Il n’aura pas fallu bien longtemps pour que la majorité de la classe politique ne condamne ses propos. Le chef de file des insoumis, Jean-Luc Mélenchon, a exprimé son « désaccord total » avec ces propos, dans un texte publié mercredi 19 novembre. « Ce n’est pas à lui d’aller inviter les maires ni qui que ce soit à des préparations guerrières décidées par personne, a rappelé le multiple candidat à la présidentielle, sur son compte X. Prévoir des sacrifices qui seraient la conséquence de nos échecs diplomatiques sur lesquels son avis public n’a pas été demandé. »

Même tonalité du côté du secrétaire national du Parti communiste français (PCF), Fabien Roussel. Ce dernier a lancé : « C’est non ! 51 000 monuments aux morts dans nos communes ce n’est pas assez ? Oui à la défense nationale mais non aux discours va-t-en guerre insupportables ! »

L’ancienne candidate socialiste à la présidence, Ségolène Royal, a quant à elle condamné des « déclarations délirantes, qui vont renforcer l’anxiété des jeunes déjà au plus bas ». L’ancienne ministre en a profité pour demander des comptes au président de la République, Emmanuel Macron : « Soit il est au courant et a validé ce texte et dès lors il doit s’expliquer ; soit ce n’est pas le cas et le Chef d’État-major doit être démissionné. »

La formule chère au camp présidentiel des « deux extrêmes »

La macronie, elle, reste silencieuse… ou laisse ses élus afficher son soutien aux positions du général Fabien Mandon. Le député Ensemble pour la République (EPR), Pieyre-Alexandre Anglade, a ainsi estimé que « c’est son rôle de dire quelle est la réalité de la menace qui pèse aujourd’hui ». Il ajoute : « Nous ne vivons plus dans un temps banal, classique. Le tragique revient, on le voit en Ukraine. La France est aussi ciblée par les ingérences et la pression exercée par la Russie de Vladimir Poutine. »

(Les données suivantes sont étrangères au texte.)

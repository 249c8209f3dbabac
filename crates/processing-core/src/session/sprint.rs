//! Linear sprint with timed splits.
//!
//! The hip midpoint is tested against a line through each calibrated mark,
//! perpendicular to the calibration axis. Marks must be crossed in order.

use athletrack_common::clock::{ms_to_secs, RunClock};
use athletrack_common::config::SprintConfig;
use athletrack_model::kind::TestKind;
use athletrack_model::landmark::{BodyLandmark, LandmarkSnapshot};
use athletrack_model::result::{
    CrossingRecord, SplitMetrics, SprintMetrics, TestMetrics, TrajectorySample,
};

use super::{FrameContext, RunNotes, Step};
use crate::event_detector::{segment_crossing, TrackedState};
use crate::smoothing::{AccelerationEstimator, SpeedTracker};

/// Splits and totals derived from ordered crossings.
#[derive(Debug, Clone, PartialEq)]
pub struct SplitSummary {
    pub splits: Vec<SplitMetrics>,
    pub distance_m: f64,
    pub total_time_s: f64,
    pub average_speed_mps: f64,
}

/// Derive splits from crossings sorted by meter value.
///
/// Split acceleration is `distance / time²`, matching results recorded by
/// earlier versions.
pub fn summarize_splits(crossings: &[CrossingRecord]) -> SplitSummary {
    let splits = crossings
        .windows(2)
        .map(|pair| {
            let distance = (pair[1].meters - pair[0].meters).abs();
            let time_s = ms_to_secs(pair[1].timestamp_ms - pair[0].timestamp_ms);
            let (average_speed_mps, average_acceleration_mps2) = if time_s > 0.0 {
                (distance / time_s, distance / (time_s * time_s))
            } else {
                (0.0, 0.0)
            };
            SplitMetrics {
                from_m: pair[0].meters,
                to_m: pair[1].meters,
                time_s,
                average_speed_mps,
                average_acceleration_mps2,
            }
        })
        .collect();

    let (distance_m, total_time_s) = match (crossings.first(), crossings.last()) {
        (Some(first), Some(last)) => (
            (last.meters - first.meters).abs(),
            ms_to_secs(last.timestamp_ms - first.timestamp_ms),
        ),
        _ => (0.0, 0.0),
    };
    let average_speed_mps = if total_time_s > 0.0 {
        distance_m / total_time_s
    } else {
        0.0
    };

    SplitSummary {
        splits,
        distance_m,
        total_time_s,
        average_speed_mps,
    }
}

#[derive(Debug)]
pub struct SprintState {
    config: SprintConfig,
    clock: RunClock,
    speed: SpeedTracker,
    acceleration: AccelerationEstimator,
    /// Peak acceleration in m/s per millisecond.
    peak_acceleration: f64,
    crossings: Vec<CrossingRecord>,
    trajectory: Vec<TrajectorySample>,
}

impl SprintState {
    pub fn new(config: SprintConfig) -> Self {
        Self {
            speed: SpeedTracker::new(config.position_window, config.speed_window),
            acceleration: AccelerationEstimator::new(config.acceleration_history),
            config,
            clock: RunClock::new(),
            peak_acceleration: 0.0,
            crossings: vec![],
            trajectory: vec![],
        }
    }

    pub fn crossings(&self) -> &[CrossingRecord] {
        &self.crossings
    }

    pub fn trajectory(&self) -> &[TrajectorySample] {
        &self.trajectory
    }

    /// Meter value of the next line to cross.
    pub fn next_mark(&self) -> Option<f64> {
        TestKind::Sprint
            .calibration_meters()
            .get(self.crossings.len())
            .copied()
    }

    pub fn current_speed_mps(&self) -> f64 {
        self.speed.current_speed()
    }

    pub(crate) fn process_frame(
        &mut self,
        ctx: &mut FrameContext<'_>,
        snapshot: &LandmarkSnapshot,
        timestamp_ms: f64,
    ) -> Step {
        let Some(hips) =
            snapshot.midpoint(BodyLandmark::LeftHip, BodyLandmark::RightHip, ctx.min_visibility)
        else {
            return Step::Skipped;
        };
        let position = ctx.scale.to_pixels(hips);
        let elapsed_ms = self.clock.relative_ms(timestamp_ms);

        self.trajectory.push(TrajectorySample {
            timestamp_ms,
            position,
        });

        let metric = position * ctx.model.meters_per_pixel.abs();
        let speed = self.speed.add_sample(metric, timestamp_ms);
        let acceleration = self.acceleration.add_sample(speed, timestamp_ms);
        self.peak_acceleration = self.peak_acceleration.max(acceleration);

        let Some(previous) =
            ctx.detector
                .track_position(TestKind::Sprint.tracked_id(), position, elapsed_ms)
        else {
            return Step::Tracked;
        };
        let current = TrackedState::new(position, elapsed_ms);
        let half_length = ctx.scale.diagonal();

        while let Some(meters) = self.next_mark() {
            let line = ctx.model.line_at(meters, half_length);
            let Some(hit) = segment_crossing(&previous, &current, &line) else {
                break;
            };
            self.crossings.push(CrossingRecord {
                meters,
                timestamp_ms: hit.timestamp_ms,
                position: hit.position,
            });
            tracing::debug!(meters, elapsed_ms = hit.timestamp_ms, "Sprint line crossed");
            ctx.notes.progress(format!(
                "Crossed {meters} m at {:.2} s",
                ms_to_secs(hit.timestamp_ms)
            ));
        }

        if self.next_mark().is_none() {
            Step::Finished(self.finalize(ctx.notes))
        } else {
            Step::Tracked
        }
    }

    fn finalize(&self, notes: &mut RunNotes) -> TestMetrics {
        let summary = summarize_splits(&self.crossings);
        let (average_speed_mps, clamped) = self
            .config
            .plausible_speed_mps
            .clamp(summary.average_speed_mps);
        if clamped {
            notes.warn(format!(
                "sprint speed {:.2} m/s is outside {:.1}-{:.1} m/s; reported as {average_speed_mps:.2} m/s",
                summary.average_speed_mps,
                self.config.plausible_speed_mps.min,
                self.config.plausible_speed_mps.max
            ));
        }

        TestMetrics::Sprint(SprintMetrics {
            crossings: self.crossings.clone(),
            splits: summary.splits,
            distance_m: summary.distance_m,
            total_time_s: summary.total_time_s,
            average_speed_mps,
            max_speed_mps: self.speed.max_speed(),
            peak_acceleration_mps2: self.peak_acceleration * 1000.0,
            speed_history: self.speed.history().to_vec(),
            trajectory: self.trajectory.clone(),
        })
    }
}

#[cfg(test)]
mod tests {
    use super::*;
    use athletrack_model::calibration::{CalibrationModel, CalibrationSample};
    use athletrack_model::geometry::Point2D;
    use athletrack_model::landmark::Landmark;

    use crate::event_detector::EventDetector;
    use crate::scale::FrameScale;

    fn crossing(meters: f64, timestamp_ms: f64) -> CrossingRecord {
        CrossingRecord {
            meters,
            timestamp_ms,
            position: Point2D::ZERO,
        }
    }

    #[test]
    fn test_summarize_splits() {
        let summary = summarize_splits(&[
            crossing(0.0, 0.0),
            crossing(15.0, 2000.0),
            crossing(30.0, 3800.0),
        ]);
        assert_eq!(summary.splits.len(), 2);
        assert!((summary.splits[0].time_s - 2.0).abs() < 1e-9);
        assert!((summary.splits[1].time_s - 1.8).abs() < 1e-9);
        assert!((summary.splits[0].average_speed_mps - 7.5).abs() < 1e-9);
        assert!((summary.splits[0].average_acceleration_mps2 - 3.75).abs() < 1e-9);
        assert!((summary.total_time_s - 3.8).abs() < 1e-9);
        assert!((summary.distance_m - 30.0).abs() < 1e-9);
        assert!((summary.average_speed_mps - 30.0 / 3.8).abs() < 1e-9);
        assert_eq!(format!("{:.2}", summary.average_speed_mps), "7.89");
    }

    #[test]
    fn test_summarize_zero_time_split() {
        let summary = summarize_splits(&[crossing(0.0, 100.0), crossing(15.0, 100.0)]);
        assert_eq!(summary.splits[0].average_speed_mps, 0.0);
        assert_eq!(summary.average_speed_mps, 0.0);
    }

    #[test]
    fn test_summarize_empty() {
        let summary = summarize_splits(&[]);
        assert!(summary.splits.is_empty());
        assert_eq!(summary.total_time_s, 0.0);
    }

    fn hips_at(x: f64, width: f64) -> LandmarkSnapshot {
        let hip = Landmark::new(x / width, 0.5, 0.9);
        LandmarkSnapshot::from_points(&[(BodyLandmark::LeftHip, hip), (BodyLandmark::RightHip, hip)])
    }

    #[test]
    fn test_lines_crossed_in_order() {
        // 0 m at x=100, 30 m at x=1000: 30 px per meter
        let model = CalibrationModel::from_endpoints(
            &CalibrationSample::new(Point2D::new(100.0, 500.0), 0.0),
            &CalibrationSample::new(Point2D::new(1000.0, 500.0), 30.0),
        )
        .unwrap();
        let scale = FrameScale::from_calibration(1100.0, 1000.0, &model);
        let mut detector = EventDetector::new();
        let mut notes = RunNotes::default();
        let mut sprint = SprintState::new(SprintConfig::default());

        let mut finished = None;
        // 75 px (2.5 m) every 250 ms = 10 m/s, starting 1 m behind the line
        for i in 0..20 {
            let x = 70.0 + 75.0 * i as f64;
            let mut ctx = FrameContext {
                model: &model,
                detector: &mut detector,
                scale: &scale,
                min_visibility: 0.5,
                notes: &mut notes,
            };
            if let Step::Finished(metrics) =
                sprint.process_frame(&mut ctx, &hips_at(x, 1100.0), 1000.0 + 250.0 * i as f64)
            {
                finished = Some(metrics);
                break;
            }
        }

        let Some(TestMetrics::Sprint(metrics)) = finished else {
            panic!("sprint did not finish");
        };
        assert_eq!(metrics.crossings.len(), 3);
        // Crossing times are relative to the first frame
        assert!((metrics.crossings[0].timestamp_ms - 100.0).abs() < 1e-6);
        assert!((metrics.crossings[1].timestamp_ms - 1600.0).abs() < 1e-6);
        assert!((metrics.crossings[2].timestamp_ms - 3100.0).abs() < 1e-6);
        assert!((metrics.total_time_s - 3.0).abs() < 1e-6);
        assert!((metrics.average_speed_mps - 10.0).abs() < 1e-6);
        assert!((metrics.max_speed_mps - 10.0).abs() < 1e-6);
        assert!(notes.warnings.is_empty());
    }
}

Une position soutenue par Rachid Temal, porte-parole du groupe socialiste au Sénat, quitte à user de la formule chère au camp présidentiel des « deux extrêmes » : « Les sorties de LFI et du RN après l’intervention du général Fabien Mandon au Salon des Maires démontrent, au choix, qu’ils n’ont pas conscience de la situation internationale ou ne veulent pas une France et une Europe puissances, fortes et indépendantes. »

L’extrême droite a enfin sauté sur l’occasion pour s’afficher en pacifiste… et pour agiter le spectre de l’insécurité nationale. Le vice-président du Rassemblement national (RN), Sébastien Chenu, a estimé, sur LCI, que le chef d’état-major des Armées n’avait pas « la légitimité » pour tenir ces propos et a dénoncé « une faute » de sa part.

CNews a condamné, mercredi matin, « la petite musique de la guerre imminente (qui) fait son retour », via son éditorialiste Thomas Bonnet. Nicolas Dupont-Aignan a enfin profité de l’occasion pour affirmer « que ce qui menace nos enfants, c’est l’insécurité quotidienne ». Soit comment utiliser le procédé que l’on dénonce.